The changes to what’s known as mark-to-market accounting will allow companies to use “significant” judgment when gauging the price of some investments on their books, including mortgage-backed securities. Analysts say the measure may reduce banks’ write-downs and boost their first-quarter net income by 20% or more.
The change saw the the US Financial Accounting Standards Board voting overnight allow banks more freedom to use their own valuation models, rather than current market prices, for assets where markets have become illiquid. A second rule change means banks will only have to recognise a part of any impairment in their profits.
Previously the rules were tight: they had to use market prices and they had to write off all the impairment.
The Standards Board voted split 3-2 to approve the rule changes. From reports, it was the most attended meeting of this body in its history with hundreds of bankers, lawyers, analysts and others attending. The rule only applies to American banks. Those in Europe and elsewhere will have to wait until a review promised overnight by the International standards group is completed.
US investment analysts, who are no angels themselves, criticised the move, as did investor groups.
It’s like putting the inmates in charge of the rules for running the asylum that the financial system has become. The banks created the problem with securities (CDOs etc) they didn’t understand, still haven’t full accounted for and valued wrongly, now they are being allowed to return to the free and easy days where they did what they want.
The Group of 20’s tough new approach to tax havens — lists of countries that do not comply with anti-secrecy rules will be published almost immediately — was seen as a big win for the French President, Nicolas Sarkozy and German Chancellor, Angela Merkel who campaigned strongly for new sanctions and regulations on finance.
These also include a common approach to managing “toxic assets”, radical reform of the banking system, new regulatory systems including a “financial stability body” to act as an early warning system worldwide and caps on financiers remuneration.

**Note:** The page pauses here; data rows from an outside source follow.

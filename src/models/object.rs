//! Catalog object descriptors passed from the lister to the kind workers.

use crate::models::ObjectKind;
use chrono::NaiveDateTime;
use serde::{Deserialize, Serialize};

/// A listed catalog object awaiting its detail fetch.
#[derive(Debug, Clone, PartialEq, Eq, Hash, Serialize, Deserialize)]
pub struct CatalogObjectRef {
    pub owner: String,
    pub name: String,
    pub kind: ObjectKind,
    /// Remote `LAST_DDL_TIME`.
    pub last_modified: Option<NaiveDateTime>,
}

impl CatalogObjectRef {
    pub fn new(
        owner: impl Into<String>,
        name: impl Into<String>,
        kind: ObjectKind,
        last_modified: Option<NaiveDateTime>,
    ) -> Self {
        Self {
            owner: owner.into(),
            name: name.into(),
            kind,
            last_modified,
        }
    }

    /// `OWNER.NAME`, as shown in logs.
    pub fn qualified_name(&self) -> String {
        format!("{}.{}", self.owner, self.name)
    }
}

impl std::fmt::Display for CatalogObjectRef {
    fn fmt(&self, f: &mut std::fmt::Formatter<'_>) -> std::fmt::Result {
        write!(f, "{} {}.{}", self.kind, self.owner, self.name)
    }
}
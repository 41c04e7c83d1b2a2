//! Catalog lister: the single producer of a refresh cycle.

use crate::config::CatalogFilter;
use crate::error::{CacheError, CacheResult};
use crate::models::{CatalogObjectRef, ObjectKind};
use crate::remote::{CatalogSession, RemoteRow, queries};
use crate::sync::{KindQueue, SyncState};
use chrono::NaiveDateTime;
use futures_util::StreamExt;
use serde::{Deserialize, Serialize};
use std::collections::{BTreeMap, HashMap};
use std::sync::Arc;
use tokio_util::sync::CancellationToken;
use tracing::{debug, info, warn};

/// Rows seen by the listing query.
#[derive(Debug, Clone, Default, PartialEq, Eq, Serialize, Deserialize)]
pub struct ListingReport {
    pub listed: usize,
    pub enqueued: BTreeMap<ObjectKind, usize>,
    /// Rows whose type matched no tracked kind.
    pub unknown: usize,
    /// Rows of a kind that has no queue this cycle.
    pub skipped: usize,
}

impl ListingReport {
    pub fn total_enqueued(&self) -> usize {
        self.enqueued.values().sum()
    }
}

/// Resolve a listing row into an object reference.
pub fn object_from_row(row: &RemoteRow) -> CacheResult<CatalogObjectRef> {
    let type_name = row.required_str("OBJECT_TYPE")?;
    let kind = ObjectKind::from_remote(type_name);
    if !kind.is_tracked() {
        return Err(CacheError::unrecognized_kind(type_name));
    }
    Ok(CatalogObjectRef::new(
        row.required_str("OWNER")?,
        row.required_str("OBJECT_NAME")?,
        kind,
        row.date("LAST_DDL_TIME"),
    ))
}

pub struct CatalogLister {
    session: Arc<dyn CatalogSession>,
    filter: CatalogFilter,
    watermark: Option<NaiveDateTime>,
    prefetch: Option<u32>,
    queues: HashMap<ObjectKind, Arc<KindQueue>>,
    state: Arc<SyncState>,
    cancel: CancellationToken,
}

impl CatalogLister {
    pub fn new(
        session: Arc<dyn CatalogSession>,
        filter: CatalogFilter,
        watermark: Option<NaiveDateTime>,
        queues: HashMap<ObjectKind, Arc<KindQueue>>,
        state: Arc<SyncState>,
        cancel: CancellationToken,
    ) -> Self {
        Self {
            session,
            filter,
            watermark,
            prefetch: None,
            queues,
            state,
            cancel,
        }
    }

    pub fn with_prefetch(mut self, prefetch: Option<u32>) -> Self {
        self.prefetch = prefetch;
        self
    }

    /// List and enqueue. The producer flag is cleared however listing ends.
    pub async fn run(self) -> CacheResult<ListingReport> {
        let result = self.list().await;
        self.state.stop_producing();
        result
    }

    async fn list(&self) -> CacheResult<ListingReport> {
        let statement = queries::list_objects(
            &self.filter,
            self.watermark,
            self.session.placeholder_style(),
        )
        .with_prefetch(self.prefetch);

        info!(
            watermark = ?self.watermark,
            owners = self.filter.owners.len(),
            prefixes = self.filter.name_prefixes.len(),
            component = "lister",
            "Listing catalog objects"
        );

        let mut report = ListingReport::default();
        let mut rows = self.session.fetch(&statement);

        loop {
            let next = tokio::select! {
                _ = self.cancel.cancelled() => {
                    info!(listed = report.listed, component = "lister", "Listing stopped");
                    break;
                }
                next = rows.next() => next,
            };
            let Some(row) = next else { break };
            let row = row?;
            report.listed += 1;

            let object = match object_from_row(&row) {
                Ok(object) => object,
                Err(CacheError::UnrecognizedKind { type_name }) => {
                    warn!(
                        type_name = %type_name,
                        owner = row.str("OWNER").unwrap_or_default(),
                        name = row.str("OBJECT_NAME").unwrap_or_default(),
                        component = "lister",
                        "Unrecognized object kind, skipped"
                    );
                    report.unknown += 1;
                    continue;
                }
                Err(e) => return Err(e),
            };

            match self.queues.get(&object.kind) {
                Some(queue) => {
                    *report.enqueued.entry(object.kind).or_default() += 1;
                    queue.enqueue(object);
                }
                None => {
                    debug!(object = %object, component = "lister", "No worker for kind");
                    report.skipped += 1;
                }
            }
        }

        info!(
            listed = report.listed,
            enqueued = report.total_enqueued(),
            unknown = report.unknown,
            component = "lister",
            "Listing complete"
        );
        Ok(report)
    }
}
//! Cache synchronization engine.
//!
//! One refresh cycle runs a single [`CatalogLister`] and one [`KindWorker`] per included
//! kind as a task group:
//!
//! ```text
//! RefreshCoordinator -> CatalogLister -> KindQueue (per kind) -> KindWorker
//!                                                               -> DetailFetcher -> CacheStore
//! ```

pub mod coordinator;
pub mod fetchers;
pub mod lister;
pub mod queue;
pub mod state;
pub mod worker;

pub use coordinator::{
    RefreshCoordinator, RefreshMode, RefreshOutcome, RefreshPhase, RefreshStatus, RefreshSummary,
};
pub use fetchers::DetailFetcher;
pub use lister::{CatalogLister, ListingReport};
pub use queue::KindQueue;
pub use state::SyncState;
pub use worker::{BatchHandler, KindWorker, WorkerConfig, WorkerReport};
//! Data models for the catalog cache.
//!
//! This module re-exports all model types used throughout the application.

pub mod cache;
pub mod kind;
pub mod object;

// Re-export commonly used types
pub use cache::{
    CacheColumn, CacheCounts, CacheDatabase, CacheIndex, CacheIndexColumn, CacheObject,
    CacheSource, CacheTableLike, IndexSnapshot, TableSnapshot, version_major,
};
pub use kind::{DetailFamily, ObjectKind};
pub use object::CatalogObjectRef;
//! Flat-file persistence for the to-do list and notes.
//!
//! Each store is a JSON array of strings on disk, rewritten whole on every
//! change. Last write wins; there is no locking — the service is the only
//! writer.

use std::fs;
use std::path::PathBuf;
use tracing::{debug, error};

/// A JSON list-of-strings file.
pub struct ListStore {
    path: PathBuf,
}

impl ListStore {
    pub fn new(path: PathBuf) -> Self {
        Self { path }
    }

    /// Load the list. A missing file yields an empty list; a corrupt file is
    /// reset to `[]` so the next write starts clean.
    pub fn load(&self) -> Vec<String> {
        if !self.path.exists() {
            debug!("No file at {}, starting fresh", self.path.display());
            return Vec::new();
        }
        match fs::read_to_string(&self.path) {
            Ok(contents) => match serde_json::from_str::<Vec<String>>(&contents) {
                Ok(items) => {
                    debug!("Loaded {} item(s) from {}", items.len(), self.path.display());
                    items
                }
                Err(e) => {
                    error!("Corrupt JSON in {}: {e}, resetting", self.path.display());
                    self.save(&[]);
                    Vec::new()
                }
            },
            Err(e) => {
                error!("Failed to read {}: {e}", self.path.display());
                Vec::new()
            }
        }
    }

    /// Rewrite the whole file, creating parent directories as needed.
    pub fn save(&self, items: &[String]) {
        if let Some(parent) = self.path.parent() {
            if let Err(e) = fs::create_dir_all(parent) {
                error!("Failed to create {}: {e}", parent.display());
                return;
            }
        }
        match serde_json::to_string_pretty(items) {
            Ok(json) => {
                if let Err(e) = fs::write(&self.path, json) {
                    error!("Failed to write {}: {e}", self.path.display());
                } else {
                    debug!("Saved {} item(s) to {}", items.len(), self.path.display());
                }
            }
            Err(e) => error!("Failed to serialize items: {e}"),
        }
    }
}

/// To-do list backed by a [`ListStore`].
pub struct TaskStore {
    store: ListStore,
}

impl TaskStore {
    pub fn new(path: PathBuf) -> Self {
        Self {
            store: ListStore::new(path),
        }
    }

    pub fn add(&self, task: &str) -> String {
        let mut tasks = self.store.load();
        tasks.push(task.to_string());
        self.store.save(&tasks);
        format!("Task added: {task}")
    }

    pub fn list(&self) -> String {
        let tasks = self.store.load();
        if tasks.is_empty() {
            return "No tasks in the list.".to_string();
        }
        tasks
            .iter()
            .enumerate()
            .map(|(i, t)| format!("{}. {t}", i + 1))
            .collect::<Vec<_>>()
            .join("\n")
    }

    pub fn clear(&self) -> String {
        self.store.save(&[]);
        "All tasks cleared.".to_string()
    }
}

/// Notes backed by a [`ListStore`].
///
/// New text is appended to the most recent note rather than always creating
/// a new entry, so dictated fragments accumulate into one running note.
pub struct NoteStore {
    store: ListStore,
}

impl NoteStore {
    pub fn new(path: PathBuf) -> Self {
        Self {
            store: ListStore::new(path),
        }
    }

    pub fn write(&self, note: &str) -> String {
        let mut notes = self.store.load();
        let msg = if let Some(last) = notes.last_mut() {
            *last = format!("{}\n{}", last.trim_end(), note.trim_start());
            "Note updated."
        } else {
            notes.push(note.to_string());
            "Note added."
        };
        self.store.save(&notes);
        msg.to_string()
    }

    pub fn show(&self) -> String {
        let notes = self.store.load();
        if notes.is_empty() {
            return "No notes saved.".to_string();
        }
        notes
            .iter()
            .enumerate()
            .map(|(i, n)| format!("{}. {n}", i + 1))
            .collect::<Vec<_>>()
            .join("\n")
    }
}

#[cfg(test)]
mod tests {
    use super::*;
    use tempfile::TempDir;

    fn task_store(dir: &TempDir) -> TaskStore {
        TaskStore::new(dir.path().join("todo.json"))
    }

    fn note_store(dir: &TempDir) -> NoteStore {
        NoteStore::new(dir.path().join("notes.json"))
    }

    #[test]
    fn missing_file_is_empty_list() {
        let dir = TempDir::new().expect("should create tempdir");
        assert_eq!(task_store(&dir).list(), "No tasks in the list.");
    }

    #[test]
    fn add_and_list_tasks() {
        let dir = TempDir::new().expect("should create tempdir");
        let tasks = task_store(&dir);
        assert_eq!(tasks.add("buy milk"), "Task added: buy milk");
        tasks.add("call mum");
        assert_eq!(tasks.list(), "1. buy milk\n2. call mum");
    }

    #[test]
    fn clear_tasks_empties_file() {
        let dir = TempDir::new().expect("should create tempdir");
        let tasks = task_store(&dir);
        tasks.add("one");
        assert_eq!(tasks.clear(), "All tasks cleared.");
        assert_eq!(tasks.list(), "No tasks in the list.");
    }

    #[test]
    fn corrupt_file_resets_to_empty() {
        let dir = TempDir::new().expect("should create tempdir");
        let path = dir.path().join("todo.json");
        std::fs::write(&path, "{not json").expect("should write");
        let tasks = TaskStore::new(path.clone());
        assert_eq!(tasks.list(), "No tasks in the list.");
        let on_disk = std::fs::read_to_string(&path).expect("should read");
        let parsed: Vec<String> = serde_json::from_str(&on_disk).expect("reset file is valid");
        assert!(parsed.is_empty());
    }

    #[test]
    fn first_note_is_created_then_appended() {
        let dir = TempDir::new().expect("should create tempdir");
        let notes = note_store(&dir);
        assert_eq!(notes.write("remember the eggs"), "Note added.");
        assert_eq!(notes.write("and the bread"), "Note updated.");
        assert_eq!(notes.show(), "1. remember the eggs\nand the bread");
    }

    #[test]
    fn note_append_trims_joining_whitespace() {
        let dir = TempDir::new().expect("should create tempdir");
        let notes = note_store(&dir);
        notes.write("first   ");
        notes.write("   second");
        assert_eq!(notes.show(), "1. first\nsecond");
    }
}
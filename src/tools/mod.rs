//! The assistant tool set: one submodule per feature.
//!
//! Every tool returns `anyhow::Result<String>` where the `Ok` value is a
//! sentence meant to be read back to the user. Errors are turned into
//! friendly failure sentences at the dispatch boundary.

pub mod calendar;
pub mod currency;
pub mod email;
pub mod files;
pub mod fun;
pub mod math;
pub mod news;
pub mod password;
pub mod search;
pub mod system;
pub mod timer;
pub mod units;
pub mod weather;
pub mod wiki;

use std::sync::Arc;
use std::time::Duration;

use reqwest::Client;

use crate::config::Config;
use crate::notifier::Notifier;
use crate::store::{NoteStore, TaskStore};
use self::timer::TimerManager;

/// Shared state handed to every tool invocation, from the console dispatcher
/// and the MCP server alike.
pub struct Toolbox {
    pub config: Config,
    pub client: Client,
    pub tasks: TaskStore,
    pub notes: NoteStore,
    pub timers: TimerManager,
    pub notifier: Arc<Notifier>,
}

impl Toolbox {
    pub fn new(config: Config) -> Self {
        let client = Client::builder()
            .timeout(Duration::from_secs(15))
            .build()
            .expect("Failed to create HTTP client");

        let tasks = TaskStore::new(config.storage.todo_path());
        let notes = NoteStore::new(config.storage.notes_path());
        let notifier = Arc::new(Notifier::new(config.notifications.enabled));
        let timers = TimerManager::new(notifier.clone());

        Self {
            config,
            client,
            tasks,
            notes,
            timers,
            notifier,
        }
    }
}
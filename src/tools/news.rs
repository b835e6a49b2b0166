//! Top news headlines via NewsAPI.

use anyhow::{bail, Context};
use reqwest::Client;
use serde_json::Value;

use crate::config::NewsConfig;

pub async fn get_news_headlines(
    client: &Client,
    config: &NewsConfig,
    country: Option<&str>,
    count: Option<usize>,
) -> anyhow::Result<String> {
    let country = country.unwrap_or(&config.country);
    let count = count.unwrap_or(config.count);
    let url = format!("{}/top-headlines", config.endpoint);
    let page_size = count.to_string();
    let api_key = config.resolved_api_key();

    let resp = client
        .get(&url)
        .query(&[
            ("country", country),
            ("pageSize", page_size.as_str()),
            ("apiKey", api_key.as_str()),
        ])
        .send()
        .await
        .context("news request failed")?;

    let data: Value = resp.json().await.context("news response unreadable")?;
    if data["status"].as_str() != Some("ok") {
        bail!(
            "news API error: {}",
            data["message"].as_str().unwrap_or("unknown error")
        );
    }

    let headlines: Vec<&str> = data["articles"]
        .as_array()
        .map(|articles| {
            articles
                .iter()
                .filter_map(|a| a["title"].as_str())
                .take(count)
                .collect()
        })
        .unwrap_or_default();

    if headlines.is_empty() {
        Ok("No headlines found.".to_string())
    } else {
        Ok(headlines.join("\n"))
    }
}
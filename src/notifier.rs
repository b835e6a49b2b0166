//! Desktop notifications via notify-rust (D-Bus).

use notify_rust::Notification;
use tracing::{debug, warn};

pub struct Notifier {
    enabled: bool,
}

impl Notifier {
    pub fn new(enabled: bool) -> Self {
        Self { enabled }
    }

    pub fn notify(&self, summary: &str, body: &str) {
        if !self.enabled {
            return;
        }

        debug!("Notification: {summary}");

        if let Err(e) = Notification::new()
            .summary(summary)
            .body(body)
            .icon("appointment-soon")
            .timeout(5000)
            .show()
        {
            warn!("Failed to show notification: {e}");
        }
    }
}
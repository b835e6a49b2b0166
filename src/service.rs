//! Interactive console loop.
//!
//! Reads one command per line from stdin, dispatches it, and prints the
//! reply. Ctrl-C or `quit` ends the session; background timers keep running
//! until the loop exits.

use std::sync::Arc;

use tokio::io::{AsyncBufReadExt, AsyncWriteExt, BufReader};
use tracing::info;

use crate::dispatch;
use crate::tools::Toolbox;

pub struct ConsoleService {
    toolbox: Arc<Toolbox>,
}

impl ConsoleService {
    pub fn new(toolbox: Arc<Toolbox>) -> Self {
        Self { toolbox }
    }

    pub async fn run(&self) -> anyhow::Result<()> {
        let mut lines = BufReader::new(tokio::io::stdin()).lines();
        let mut stdout = tokio::io::stdout();

        info!("Console ready — type 'help' for commands");
        stdout.write_all(b"> ").await?;
        stdout.flush().await?;

        loop {
            tokio::select! {
                line = lines.next_line() => {
                    let Some(line) = line? else {
                        info!("stdin closed, shutting down");
                        break;
                    };

                    let trimmed = line.trim();
                    if matches!(trimmed, "quit" | "exit") {
                        break;
                    }

                    if !trimmed.is_empty() {
                        let reply = dispatch::dispatch(&self.toolbox, trimmed).await;
                        stdout.write_all(reply.as_bytes()).await?;
                        stdout.write_all(b"\n").await?;
                    }
                    stdout.write_all(b"> ").await?;
                    stdout.flush().await?;
                }
                _ = tokio::signal::ctrl_c() => {
                    info!("Interrupted, shutting down");
                    break;
                }
            }
        }

        Ok(())
    }
}
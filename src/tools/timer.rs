//! Background timers with desktop notification on expiry.

use std::sync::atomic::{AtomicU32, AtomicU64, Ordering};
use std::sync::{Arc, Mutex};
use std::time::Duration;

use anyhow::bail;
use tokio::task::JoinHandle;
use tokio::time::Instant;
use tracing::info;

use crate::notifier::Notifier;

struct TimerEntry {
    id: u64,
    label: String,
    deadline: Instant,
    handle: JoinHandle<()>,
}

pub struct TimerManager {
    notifier: Arc<Notifier>,
    timers: Arc<Mutex<Vec<TimerEntry>>>,
    next_id: AtomicU64,
    fired: Arc<AtomicU32>,
}

impl TimerManager {
    pub fn new(notifier: Arc<Notifier>) -> Self {
        Self {
            notifier,
            timers: Arc::new(Mutex::new(Vec::new())),
            next_id: AtomicU64::new(1),
            fired: Arc::new(AtomicU32::new(0)),
        }
    }

    pub fn fired_count(&self) -> u32 {
        self.fired.load(Ordering::Relaxed)
    }

    /// Start a timer. The task logs and notifies when time is up, then
    /// removes itself from the active list.
    pub fn set(&self, seconds: u64, label: Option<&str>) -> anyhow::Result<String> {
        if seconds == 0 {
            bail!("timer length must be at least one second");
        }

        let id = self.next_id.fetch_add(1, Ordering::Relaxed);
        let label = label
            .map(str::to_string)
            .unwrap_or_else(|| format!("Timer for {seconds} seconds"));
        let deadline = Instant::now() + Duration::from_secs(seconds);

        let notifier = self.notifier.clone();
        let timers = self.timers.clone();
        let fired = self.fired.clone();
        let task_label = label.clone();

        let handle = tokio::spawn(async move {
            tokio::time::sleep_until(deadline).await;
            fired.fetch_add(1, Ordering::Relaxed);
            info!("Timer #{id} is up: {task_label}");
            notifier.notify("Timer finished", &task_label);
            timers.lock().unwrap().retain(|t| t.id != id);
        });

        self.timers.lock().unwrap().push(TimerEntry {
            id,
            label,
            deadline,
            handle,
        });

        Ok(format!("Timer set for {seconds} seconds."))
    }

    /// Describe active timers with remaining time.
    pub fn list(&self) -> String {
        let timers = self.timers.lock().unwrap();
        if timers.is_empty() {
            return "No active timers.".to_string();
        }
        let now = Instant::now();
        timers
            .iter()
            .map(|t| {
                let remaining = t.deadline.saturating_duration_since(now).as_secs();
                format!("#{}: {} ({remaining}s remaining)", t.id, t.label)
            })
            .collect::<Vec<_>>()
            .join("\n")
    }

    /// Abort all active timers. Returns how many were cancelled.
    pub fn cancel_all(&self) -> String {
        let mut timers = self.timers.lock().unwrap();
        let count = timers.len();
        for timer in timers.drain(..) {
            timer.handle.abort();
        }
        if count == 0 {
            "No active timers to cancel.".to_string()
        } else {
            format!("Cancelled {count} timer(s).")
        }
    }
}

#[cfg(test)]
mod tests {
    use super::*;

    fn manager() -> TimerManager {
        TimerManager::new(Arc::new(Notifier::new(false)))
    }

    #[tokio::test]
    async fn set_then_list_then_cancel() {
        let timers = manager();
        timers.set(60, Some("tea")).expect("should set");
        timers.set(120, None).expect("should set");

        let listing = timers.list();
        assert!(listing.contains("tea"));
        assert!(listing.contains("#2"));

        assert_eq!(timers.cancel_all(), "Cancelled 2 timer(s).");
        assert_eq!(timers.list(), "No active timers.");
    }

    #[tokio::test]
    async fn zero_length_rejected() {
        assert!(manager().set(0, None).is_err());
    }

    #[tokio::test(start_paused = true)]
    async fn expired_timer_fires_and_unlists() {
        let timers = manager();
        timers.set(1, None).expect("should set");
        // Paused time: advancing the clock runs the sleeping task
        tokio::time::advance(Duration::from_secs(2)).await;
        tokio::task::yield_now().await;
        tokio::task::yield_now().await;
        assert_eq!(timers.fired_count(), 1);
        assert_eq!(timers.list(), "No active timers.");
    }
}
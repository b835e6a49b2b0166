//! Email sending over SMTP with STARTTLS.
//!
//! Credentials come from the GMAIL_USER / GMAIL_PASSWORD environment
//! variables (lowercase variants accepted for compatibility with the old
//! .env files); they are never stored in config.

use anyhow::{bail, Context};
use lettre::message::header::ContentType;
use lettre::transport::smtp::authentication::Credentials;
use lettre::{AsyncSmtpTransport, AsyncTransport, Message, Tokio1Executor};
use tracing::info;

use crate::config::EmailConfig;

fn env_either(upper: &str, lower: &str) -> Option<String> {
    std::env::var(upper).or_else(|_| std::env::var(lower)).ok()
}

pub async fn send_email(
    config: &EmailConfig,
    to_email: &str,
    subject: &str,
    body: &str,
    cc_email: Option<&str>,
) -> anyhow::Result<String> {
    let Some(user) = env_either("GMAIL_USER", "gmail_user") else {
        bail!("Gmail credentials not set in environment (GMAIL_USER)");
    };
    let Some(password) = env_either("GMAIL_PASSWORD", "gmail_password") else {
        bail!("Gmail credentials not set in environment (GMAIL_PASSWORD)");
    };

    let mut builder = Message::builder()
        .from(user.parse().context("sender address invalid")?)
        .to(to_email
            .parse()
            .with_context(|| format!("recipient address '{to_email}' invalid"))?)
        .subject(subject)
        .header(ContentType::TEXT_PLAIN);

    if let Some(cc) = cc_email {
        builder = builder.cc(cc
            .parse()
            .with_context(|| format!("cc address '{cc}' invalid"))?);
    }

    let message = builder
        .body(body.to_string())
        .context("failed to build message")?;

    let transport = AsyncSmtpTransport::<Tokio1Executor>::starttls_relay(&config.smtp_server)
        .context("failed to configure SMTP transport")?
        .port(config.smtp_port)
        .credentials(Credentials::new(user, password))
        .build();

    transport
        .send(message)
        .await
        .context("SMTP send failed")?;

    info!("Email sent to {to_email} (cc: {cc_email:?})");
    Ok(format!("Email sent to {to_email}."))
}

Common approach to toxic assets. What a crock. What about a common approach to managing assets no one still knows how to value and whether that endangers the banks?
The change to these accounting rules will now embolden US banks and their mates on both sides of the US Congress, who helped give us the subprime mess and then the collapse, to water down other proposed changes, such as lifting the amount of capital banks will have to have; cutting or altering the amount of capital to be set aside for risky deals, and of course, ignoring the restrictions on pay and bonuses.
The banks’ own valuation models failed to pick up problems in subprime mortgages, corporate loans and the securities created from them, such as Collaterallised Debt Obligations (CDOs). That led to the current situation of insolvent banks, the worst global recession in 80 years, rising unemployment and untold misery in the US and around the world.
But the banks and their mates in the US Congress, who pressured the Accounting Standards Board into making the change to help their campaign donors and ‘good friends’ have ignored all that. The pressure came from Democrat and Republican alike and was not opposed by President Obama and his Treasury Secretary, Tim Geithner.
For that reason, the softening of the rules should be seen as another part of the Obama Administration’s bank bailout policy. Banks and some in European Governments have been pressing their accounting groups into easing rules in this area, but nothing as dramatic as the move by the Americans. Something could start now the Americans have gone to water.
US analysts reckon we will see the impact in coming weeks when the likes of Citi, Bank Of America, Morgan Stanley, Goldman Sachs and others bring out their latest quarterly results: they could be 20% or more above where they would have been.
The markets for these sorts of assets such as CDOs and Credit Default Swaps are illiquid because no one trusts or understands them. Now the very same people who created this alphabet stew of financial confusion and disaster, are to be trusted with valuing them once more.
It is sowing the seeds for another financial crash in the not to distant future when we awaken one day or look at our screens and TVs late one night to find that a respected name has gone belly up, having run out of money. Then the race to the bottom will resume.